First, I wanted to mention where we went to celebrate her graduation. The restaurant, I mean.7
Before that, though: she played harp8 at the graduation ceremony. Part of her solo9 from our orchestra performances this year. Some people at her school, such as the principal, were surprised that she could play the harp. Beta had kept it a secret to avoid being asked to play, something she learned about in grade school, I guess.10
Anyway, this restaurant.
Oh, I also wanted to say how much the other kids impressed me too. Bunch of smart people.11
The restaurant was pretty good. We went with my inlaws. Alpha’s parents were uncomfortable because it was urban and ritzy. The view was nice, it’s across the square from the big cathedral in Vienna. The prices reflect this, and the quality of the food, which is pretty good. Service was good too, until they got busy.12
I threatened Beta that I would make an embarrassing speech, as fatherly tradition requires,13 but she wasn’t horrified enough and I never really got a chance. I would have kept it short.
I would have said this:

    Beta was born on [date] in [place] in Japan at [exact time] in the middle of a typhoon. She weighed [exact weight]. I rode my bicycle through the storm (carrying a small, transparent umbrella Japanese-style) to the hospital and got there in time to see them rolling her to the ambulance in a little portable pink incubator to take her to another hospital specializing in preemies. She looked very small, 38cm long, being born 10 weeks early. I visited her daily in the hospital after that, delivering milk her mother pumped.14 In the hospital they called me the milkman. Once my wife was well enough to go too, we went together.

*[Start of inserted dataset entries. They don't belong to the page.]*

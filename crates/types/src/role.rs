//! Network participant roles.
//!
//! Historical tooling spells roles many ways (`"OSS"`, `"Deoss"`, `"sminer"`,
//! `"bucket"`...). All of them are normalized here, once, into [`Role`].

use std::{fmt, str::FromStr};

use serde::{Deserialize, Serialize};
use snafu::Snafu;

/// Error returned when a role string matches no known alias.
#[derive(Debug, Clone, Snafu, PartialEq, Eq)]
#[snafu(display("Unknown role '{input}'"))]
pub struct UnknownRoleError {
    /// The rejected input.
    pub input: String,
}

/// A participant role that can be registered on chain.
#[derive(Debug, Clone, Copy, PartialEq, Eq, Hash, Serialize, Deserialize)]
#[serde(rename_all = "lowercase")]
pub enum Role {
    /// Storage miner.
    Storage,
    /// Object storage gateway.
    Oss,
    /// Trusted execution validator.
    Validator,
}

impl Role {
    /// Chain module that owns registration for this role.
    pub const fn module(self) -> &'static str {
        match self {
            Self::Storage => "Sminer",
            Self::Oss => "Oss",
            Self::Validator => "TeeWorker",
        }
    }

    /// Canonical lowercase name.
    pub const fn as_str(self) -> &'static str {
        match self {
            Self::Storage => "storage",
            Self::Oss => "oss",
            Self::Validator => "validator",
        }
    }
}

impl fmt::Display for Role {
    fn fmt(&self, f: &mut fmt::Formatter<'_>) -> fmt::Result {
        f.write_str(self.as_str())
    }
}

impl FromStr for Role {
    type Err = UnknownRoleError;

    fn from_str(s: &str) -> Result<Self, Self::Err> {
        match s.trim().to_ascii_lowercase().as_str() {
            "storage" | "sminer" | "miner" | "storageminer" => Ok(Self::Storage),
            "oss" | "deoss" | "gateway" | "bucket" => Ok(Self::Oss),
            "validator" | "tee" | "teeworker" => Ok(Self::Validator),
            _ => UnknownRoleSnafu { input: s }.fail(),
        }
    }
}

#[cfg(test)]
#[allow(clippy::unwrap_used, clippy::expect_used, clippy::panic)]
mod tests {
    use super::*;

    #[test]
    fn legacy_aliases_normalize() {
        for alias in ["oss", "OSS", "Deoss", "deoss", "DeOSS", "bucket"] {
            assert_eq!(alias.parse::<Role>().unwrap(), Role::Oss, "alias {alias}");
        }
        for alias in ["sminer", "SMINER", "storage", "Storage", " miner "] {
            assert_eq!(alias.parse::<Role>().unwrap(), Role::Storage, "alias {alias}");
        }
        for alias in ["tee", "TEE", "validator", "TeeWorker"] {
            assert_eq!(alias.parse::<Role>().unwrap(), Role::Validator, "alias {alias}");
        }
    }

    #[test]
    fn unknown_role_keeps_input() {
        let err = "farmer".parse::<Role>().unwrap_err();
        assert_eq!(err.input, "farmer");
        assert_eq!(err.to_string(), "Unknown role 'farmer'");
    }

    #[test]
    fn display_is_canonical() {
        assert_eq!(Role::Oss.to_string(), "oss");
        assert_eq!("Deoss".parse::<Role>().unwrap().to_string(), "oss");
        assert_eq!(Role::Storage.module(), "Sminer");
    }
}
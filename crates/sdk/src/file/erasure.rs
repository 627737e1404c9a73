//! Redundancy coding of segments into fragments.

use std::fmt;

use reed_solomon_erasure::galois_8::ReedSolomon;
use snafu::ensure;

use crate::error::{ErasureSnafu, Result};

/// Data fragments per segment on the storage network.
pub const DEFAULT_DATA_SHARDS: usize = 4;

/// Parity fragments per segment on the storage network.
pub const DEFAULT_PARITY_SHARDS: usize = 8;

/// Turns a segment into fragments and back.
pub trait ErasureCoder: Send + Sync + fmt::Debug {
    /// Fragments needed to rebuild a segment.
    fn data_shards(&self) -> usize;

    /// Extra fragments that may be lost.
    fn parity_shards(&self) -> usize;

    /// Splits `segment` into `data_shards + parity_shards` equally sized fragments.
    fn encode(&self, segment: &[u8]) -> Result<Vec<Vec<u8>>>;

    /// Rebuilds a segment of `segment_len` bytes. Missing fragments are `None`.
    fn reconstruct(&self, fragments: Vec<Option<Vec<u8>>>, segment_len: usize) -> Result<Vec<u8>>;

    /// Total fragments per segment.
    fn total_shards(&self) -> usize {
        self.data_shards() + self.parity_shards()
    }
}

/// Systematic Reed-Solomon coding over GF(2^8).
#[derive(Debug, Clone, Copy, PartialEq, Eq)]
pub struct ReedSolomonCoder {
    data_shards: usize,
    parity_shards: usize,
}

impl Default for ReedSolomonCoder {
    fn default() -> Self {
        Self { data_shards: DEFAULT_DATA_SHARDS, parity_shards: DEFAULT_PARITY_SHARDS }
    }
}

impl ReedSolomonCoder {
    /// Coder with the given shard counts.
    ///
    /// # Errors
    ///
    /// Returns [`SdkError::Erasure`](crate::SdkError::Erasure) if the counts
    /// are rejected by the codec (zero, or more than 256 in total).
    pub fn new(data_shards: usize, parity_shards: usize) -> Result<Self> {
        ReedSolomon::new(data_shards, parity_shards)
            .map_err(|e| ErasureSnafu { message: e.to_string() }.build())?;
        Ok(Self { data_shards, parity_shards })
    }

    fn codec(&self) -> Result<ReedSolomon> {
        ReedSolomon::new(self.data_shards, self.parity_shards)
            .map_err(|e| ErasureSnafu { message: e.to_string() }.build())
    }
}

impl ErasureCoder for ReedSolomonCoder {
    fn data_shards(&self) -> usize {
        self.data_shards
    }

    fn parity_shards(&self) -> usize {
        self.parity_shards
    }

    fn encode(&self, segment: &[u8]) -> Result<Vec<Vec<u8>>> {
        ensure!(!segment.is_empty(), ErasureSnafu { message: "cannot encode an empty segment" });
        let shard_len = segment.len().div_ceil(self.data_shards);
        let mut shards = vec![vec![0u8; shard_len]; self.total_shards()];
        for (shard, chunk) in shards.iter_mut().zip(segment.chunks(shard_len)) {
            shard[..chunk.len()].copy_from_slice(chunk);
        }
        self.codec()?.encode(&mut shards).map_err(|e| ErasureSnafu { message: e.to_string() }.build())?;
        Ok(shards)
    }

    fn reconstruct(&self, mut fragments: Vec<Option<Vec<u8>>>, segment_len: usize) -> Result<Vec<u8>> {
        ensure!(
            fragments.len() == self.total_shards(),
            ErasureSnafu {
                message: format!("expected {} fragments, got {}", self.total_shards(), fragments.len())
            }
        );
        let present = fragments.iter().filter(|f| f.is_some()).count();
        ensure!(
            present >= self.data_shards,
            ErasureSnafu { message: format!("only {present} of {} required fragments", self.data_shards) }
        );

        self.codec()?
            .reconstruct_data(&mut fragments)
            .map_err(|e| ErasureSnafu { message: e.to_string() }.build())?;

        let mut segment = Vec::with_capacity(segment_len);
        for fragment in fragments.into_iter().take(self.data_shards).flatten() {
            segment.extend_from_slice(&fragment);
        }
        ensure!(
            segment.len() >= segment_len,
            ErasureSnafu { message: "reconstructed data shorter than the segment" }
        );
        segment.truncate(segment_len);
        Ok(segment)
    }
}

#[cfg(test)]
#[allow(clippy::unwrap_used, clippy::expect_used, clippy::panic)]
mod tests {
    use super::*;

    #[test]
    fn survives_losing_every_parity_worth_of_fragments() {
        let coder = ReedSolomonCoder::default();
        let segment: Vec<u8> = (0..=255u8).cycle().take(4096).collect();
        let fragments = coder.encode(&segment).unwrap();
        assert_eq!(fragments.len(), 12);
        assert!(fragments.iter().all(|f| f.len() == 1024));

        let mut partial: Vec<Option<Vec<u8>>> = fragments.into_iter().map(Some).collect();
        for lost in [0, 2, 3, 5, 6, 7, 9, 11] {
            partial[lost] = None;
        }
        assert_eq!(coder.reconstruct(partial, segment.len()).unwrap(), segment);
    }

    #[test]
    fn too_few_fragments_fail() {
        let coder = ReedSolomonCoder::new(2, 1).unwrap();
        let fragments = coder.encode(b"abcdef").unwrap();
        let mut partial: Vec<Option<Vec<u8>>> = fragments.into_iter().map(Some).collect();
        partial[0] = None;
        partial[1] = None;
        assert!(matches!(coder.reconstruct(partial, 6), Err(crate::SdkError::Erasure { .. })));
        assert!(coder.reconstruct(vec![None], 6).is_err());
    }

    #[test]
    fn invalid_shard_counts_are_rejected() {
        assert!(ReedSolomonCoder::new(0, 2).is_err());
        assert!(ReedSolomonCoder::new(200, 100).is_err());
    }
}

    The first time I visited her in the hospital, I disinfected my hands and put on a surgical gown and her doctor [name] gave me a tour and explained gently the risks she faced and that there was a 90% chance there would be no brain damage. She was so tiny, and yet when I looked around the ward, she was one of the largest babies there. They had 600 gram babies, too. They had a mentally damaged girl about 2 with no fingers or toes rolling around in one of those springy walker things kids roll around in rolling around the ward.
    They had everything.15
    Beta was small and yellow and hooked up to wires and had a feeding tube down her nose and was respirated for the first two or three days. “When can I touch her?” I asked the doctor and he said, “now if you like” and I reached into the incubator and she put her fingers16 around the tip of my right index finger. I managed not to cry, but only with great effort; I didn’t want to start a chain reaction and have all the babies in the ward start crying.17
    Beta came home after a couple months and things went okay except, like, for me almost drowning her during her first bath18 or the bumping her head on the ceiling while tossing her in the air incident later on.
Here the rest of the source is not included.